_WHAT THE EXERCISE ASKS_
Please return all of the records that follow, exactly as written.

_MATERIAL TO PROCESS_
+++

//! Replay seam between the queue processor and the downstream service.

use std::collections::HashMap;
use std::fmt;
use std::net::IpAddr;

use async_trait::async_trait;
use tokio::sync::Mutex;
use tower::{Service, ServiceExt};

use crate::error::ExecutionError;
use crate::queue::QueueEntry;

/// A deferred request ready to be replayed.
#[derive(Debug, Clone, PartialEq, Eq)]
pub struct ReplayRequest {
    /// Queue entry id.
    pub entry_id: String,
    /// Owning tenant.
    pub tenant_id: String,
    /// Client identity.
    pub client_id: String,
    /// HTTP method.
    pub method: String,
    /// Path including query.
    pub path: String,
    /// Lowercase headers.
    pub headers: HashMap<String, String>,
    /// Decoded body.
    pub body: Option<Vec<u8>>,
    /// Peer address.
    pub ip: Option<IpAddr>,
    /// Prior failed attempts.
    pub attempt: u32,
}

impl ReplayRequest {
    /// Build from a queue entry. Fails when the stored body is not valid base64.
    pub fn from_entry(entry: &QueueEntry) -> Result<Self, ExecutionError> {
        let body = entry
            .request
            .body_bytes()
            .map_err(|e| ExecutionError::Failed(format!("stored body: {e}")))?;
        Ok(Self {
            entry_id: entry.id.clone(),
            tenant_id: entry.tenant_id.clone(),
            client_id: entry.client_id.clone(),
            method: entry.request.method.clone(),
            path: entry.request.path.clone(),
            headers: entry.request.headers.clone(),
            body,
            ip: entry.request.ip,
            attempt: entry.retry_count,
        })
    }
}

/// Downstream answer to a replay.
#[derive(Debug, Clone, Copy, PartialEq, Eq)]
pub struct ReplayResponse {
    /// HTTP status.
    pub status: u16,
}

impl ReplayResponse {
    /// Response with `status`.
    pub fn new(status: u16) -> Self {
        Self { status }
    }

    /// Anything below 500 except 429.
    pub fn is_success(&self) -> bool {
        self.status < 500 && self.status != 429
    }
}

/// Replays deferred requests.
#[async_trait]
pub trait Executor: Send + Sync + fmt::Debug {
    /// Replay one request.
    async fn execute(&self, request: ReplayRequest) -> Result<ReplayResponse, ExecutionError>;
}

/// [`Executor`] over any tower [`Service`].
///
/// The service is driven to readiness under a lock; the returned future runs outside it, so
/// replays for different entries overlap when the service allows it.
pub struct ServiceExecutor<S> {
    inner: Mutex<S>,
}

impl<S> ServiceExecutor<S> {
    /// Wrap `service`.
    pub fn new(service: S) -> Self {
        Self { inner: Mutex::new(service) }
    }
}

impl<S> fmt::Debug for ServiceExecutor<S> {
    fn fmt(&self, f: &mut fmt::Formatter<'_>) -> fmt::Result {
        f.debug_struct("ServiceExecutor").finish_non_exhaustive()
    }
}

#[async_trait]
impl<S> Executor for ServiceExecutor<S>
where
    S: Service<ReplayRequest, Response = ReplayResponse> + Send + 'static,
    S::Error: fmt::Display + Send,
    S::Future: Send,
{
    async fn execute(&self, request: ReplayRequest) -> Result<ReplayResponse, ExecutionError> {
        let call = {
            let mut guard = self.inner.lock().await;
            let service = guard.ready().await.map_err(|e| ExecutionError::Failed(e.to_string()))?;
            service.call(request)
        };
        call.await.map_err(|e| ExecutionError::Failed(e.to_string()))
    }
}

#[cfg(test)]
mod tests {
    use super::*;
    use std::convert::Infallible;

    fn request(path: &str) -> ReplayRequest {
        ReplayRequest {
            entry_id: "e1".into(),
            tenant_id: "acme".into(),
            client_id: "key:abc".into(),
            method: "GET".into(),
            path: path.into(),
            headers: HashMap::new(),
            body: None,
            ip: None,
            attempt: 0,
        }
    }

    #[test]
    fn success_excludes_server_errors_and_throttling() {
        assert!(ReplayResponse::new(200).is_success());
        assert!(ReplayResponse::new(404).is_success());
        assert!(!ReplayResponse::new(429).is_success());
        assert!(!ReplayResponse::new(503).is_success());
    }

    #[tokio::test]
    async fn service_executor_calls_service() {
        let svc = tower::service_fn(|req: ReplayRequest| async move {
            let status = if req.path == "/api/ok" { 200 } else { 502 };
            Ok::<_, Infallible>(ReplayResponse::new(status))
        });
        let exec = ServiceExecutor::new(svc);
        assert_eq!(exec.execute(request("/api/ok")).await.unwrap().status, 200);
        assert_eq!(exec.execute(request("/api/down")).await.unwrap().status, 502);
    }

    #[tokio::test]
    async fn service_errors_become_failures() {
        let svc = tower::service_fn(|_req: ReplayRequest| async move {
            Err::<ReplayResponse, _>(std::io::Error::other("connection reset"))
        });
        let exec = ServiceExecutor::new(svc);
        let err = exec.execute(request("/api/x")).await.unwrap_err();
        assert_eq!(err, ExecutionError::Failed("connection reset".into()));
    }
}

+++

_RESPONSE BOX_
//! Replay seam between the queue processor and the downstream service.

use std::collections::HashMap;
use std::fmt;
use std::net::IpAddr;

use async_trait::async_trait;
use tokio::sync::Mutex;
use tower::{Service, ServiceExt};

use crate::error::ExecutionError;
use crate::queue::QueueEntry;

/// A deferred request ready to be replayed.
#[derive(Debug, Clone, PartialEq, Eq)]
pub struct ReplayRequest {
    /// Queue entry id.
    pub entry_id: String,
    /// Owning tenant.
    pub tenant_id: String,
    /// Client identity.
    pub client_id: String,
    /// HTTP method.
    pub method: String,
    /// Path including query.
    pub path: String,
    /// Lowercase headers.
    pub headers: HashMap<String, String>,
    /// Decoded body.
    pub body: Option<Vec<u8>>,
    /// Peer address.
    pub ip: Option<IpAddr>,
    /// Prior failed attempts.
    pub attempt: u32,
}

impl ReplayRequest {
    /// Build from a queue entry. Fails when the stored body is not valid base64.
    pub fn from_entry(entry: &QueueEntry) -> Result<Self, ExecutionError> {
        let body = entry
            .request
            .body_bytes()
            .map_err(|e| ExecutionError::Failed(format!("stored body: {e}")))?;
        Ok(Self {
            entry_id: entry.id.clone(),
            tenant_id: entry.tenant_id.clone(),
            client_id: entry.client_id.clone(),
            method: entry.request.method.clone(),
            path: entry.request.path.clone(),
            headers: entry.request.headers.clone(),
            body,
            ip: entry.request.ip,
            attempt: entry.retry_count,
        })
    }
}

/// Downstream answer to a replay.
#[derive(Debug, Clone, Copy, PartialEq, Eq)]
pub struct ReplayResponse {
    /// HTTP status.
    pub status: u16,
}

impl ReplayResponse {
    /// Response with `status`.
    pub fn new(status: u16) -> Self {
        Self { status }
    }

    /// Anything below 500 except 429.
    pub fn is_success(&self) -> bool {
        self.status < 500 && self.status != 429
    }
}

/// Replays deferred requests.
#[async_trait]
pub trait Executor: Send + Sync + fmt::Debug {
    /// Replay one request.
    async fn execute(&self, request: ReplayRequest) -> Result<ReplayResponse, ExecutionError>;
}

/// [`Executor`] over any tower [`Service`].
///
/// The service is driven to readiness under a lock; the returned future runs outside it, so
/// replays for different entries overlap when the service allows it.
pub struct ServiceExecutor<S> {
    inner: Mutex<S>,
}

impl<S> ServiceExecutor<S> {
    /// Wrap `service`.
    pub fn new(service: S) -> Self {
        Self { inner: Mutex::new(service) }
    }
}

impl<S> fmt::Debug for ServiceExecutor<S> {
    fn fmt(&self, f: &mut fmt::Formatter<'_>) -> fmt::Result {
        f.debug_struct("ServiceExecutor").finish_non_exhaustive()
    }
}

#[async_trait]
impl<S> Executor for ServiceExecutor<S>
where
    S: Service<ReplayRequest, Response = ReplayResponse> + Send + 'static,
    S::Error: fmt::Display + Send,
    S::Future: Send,
{
    async fn execute(&self, request: ReplayRequest) -> Result<ReplayResponse, ExecutionError> {
        let call = {
            let mut guard = self.inner.lock().await;
            let service = guard.ready().await.map_err(|e| ExecutionError::Failed(e.to_string()))?;
            service.call(request)
        };
        call.await.map_err(|e| ExecutionError::Failed(e.to_string()))
    }
}

#[cfg(test)]
mod tests {
    use super::*;
    use std::convert::Infallible;

    fn request(path: &str) -> ReplayRequest {
        ReplayRequest {
            entry_id: "e1".into(),
            tenant_id: "acme".into(),
            client_id: "key:abc".into(),
            method: "GET".into(),
            path: path.into(),
            headers: HashMap::new(),
            body: None,
            ip: None,
            attempt: 0,
        }
    }

    #[test]
    fn success_excludes_server_errors_and_throttling() {
        assert!(ReplayResponse::new(200).is_success());
        assert!(ReplayResponse::new(404).is_success());
        assert!(!ReplayResponse::new(429).is_success());
        assert!(!ReplayResponse::new(503).is_success());
    }

    #[tokio::test]
    async fn service_executor_calls_service() {
        let svc = tower::service_fn(|req: ReplayRequest| async move {
            let status = if req.path == "/api/ok" { 200 } else { 502 };
            Ok::<_, Infallible>(ReplayResponse::new(status))
        });
        let exec = ServiceExecutor::new(svc);
        assert_eq!(exec.execute(request("/api/ok")).await.unwrap().status, 200);
        assert_eq!(exec.execute(request("/api/down")).await.unwrap().status, 502);
    }

    #[tokio::test]
    async fn service_errors_become_failures() {
        let svc = tower::service_fn(|_req: ReplayRequest| async move {
            Err::<ReplayResponse, _>(std::io::Error::other("connection reset"))
        });
        let exec = ServiceExecutor::new(svc);
        let err = exec.execute(request("/api/x")).await.unwrap_err();
        assert_eq!(err, ExecutionError::Failed("connection reset".into()));
    }
}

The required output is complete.